Fredrik Svanbäck

Personal information
- Full name: Fredrik Jan-Erik Svanbäck
- Date of birth: 5 December 1979 (age 45)
- Place of birth: Jakobstad, Finland
- Height: 1.73 m (5 ft 8 in)
- Position(s): Midfielder

Youth career
- 1985–1996: Jaro

Senior career*
- Years: Team / Apps / (Gls)
- 1997–2004: Jaro / 175 / (38)
- 2005–2009: Helsingborg / 93 / (4)
- 2008: → Jaro (loan) / 7 / (0)
- 2010–2013: Landskrona BoIS / 107 / (8)
- 2014: Jaro / 29 / (0)
- 2015: Höganäs BK
- 2016–2017: Croatia Helsingborg KIF

International career^{‡}
- 2004–2008: Finland / 2 / (0)

Managerial career
- Croatia Helsingborg KIF

= Fredrik Svanbäck =

Finnish-Swedish footballer and manager (born 1979)

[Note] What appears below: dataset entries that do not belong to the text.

//! Gates the province-fill overlay.

use crate::core::config::Locale;
use fxhash::FxHashSet;

/// Overlay decision: whether the region-fill pass runs, and for which
/// named regions. Geometry comes from the shared
/// [`crate::data::regions::RegionDataset`].
#[derive(Debug, Clone, PartialEq)]
pub struct RegionOverlay {
    pub enabled: bool,
    pub names: FxHashSet<String>,
}

impl RegionOverlay {
    pub fn disabled() -> Self {
        Self {
            enabled: false,
            names: FxHashSet::default(),
        }
    }
}

/// Enabled iff the locale is domestic, the map is at a big-map zoom, and
/// there is at least one highlighted region. The name set is derived
/// externally from the user's recorded activity locations.
pub fn overlay(locale: Locale, is_big_map: bool, highlighted: &FxHashSet<String>) -> RegionOverlay {
    if locale.is_domestic() && is_big_map && !highlighted.is_empty() {
        RegionOverlay {
            enabled: true,
            names: highlighted.clone(),
        }
    } else {
        RegionOverlay::disabled()
    }
}

#[cfg(test)]
mod tests {
    use super::*;

    fn names(items: &[&str]) -> FxHashSet<String> {
        items.iter().map(|s| s.to_string()).collect()
    }

    #[test]
    fn test_enabled_when_all_conditions_hold() {
        let result = overlay(Locale::Domestic, true, &names(&["Beijing"]));
        assert!(result.enabled);
        assert!(result.names.contains("Beijing"));
    }

    #[test]
    fn test_flipping_any_condition_disables() {
        let highlighted = names(&["Beijing"]);

        assert!(!overlay(Locale::International, true, &highlighted).enabled);
        assert!(!overlay(Locale::Domestic, false, &highlighted).enabled);
        assert!(!overlay(Locale::Domestic, true, &names(&[])).enabled);
    }
}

Fredrik Svanbäck (born 5 December 1979) is a Finnish former football player and manager. He signed for Helsingborgs IF in 2004 having spent all his career up to that at FF Jaro in his home town. He is a left midfielder, but has also tried the full-back position. He has been capped twice for Finland.

==Personal life==
His son Adrian Svanbäck is a professional footballer for Helsingborgs IF.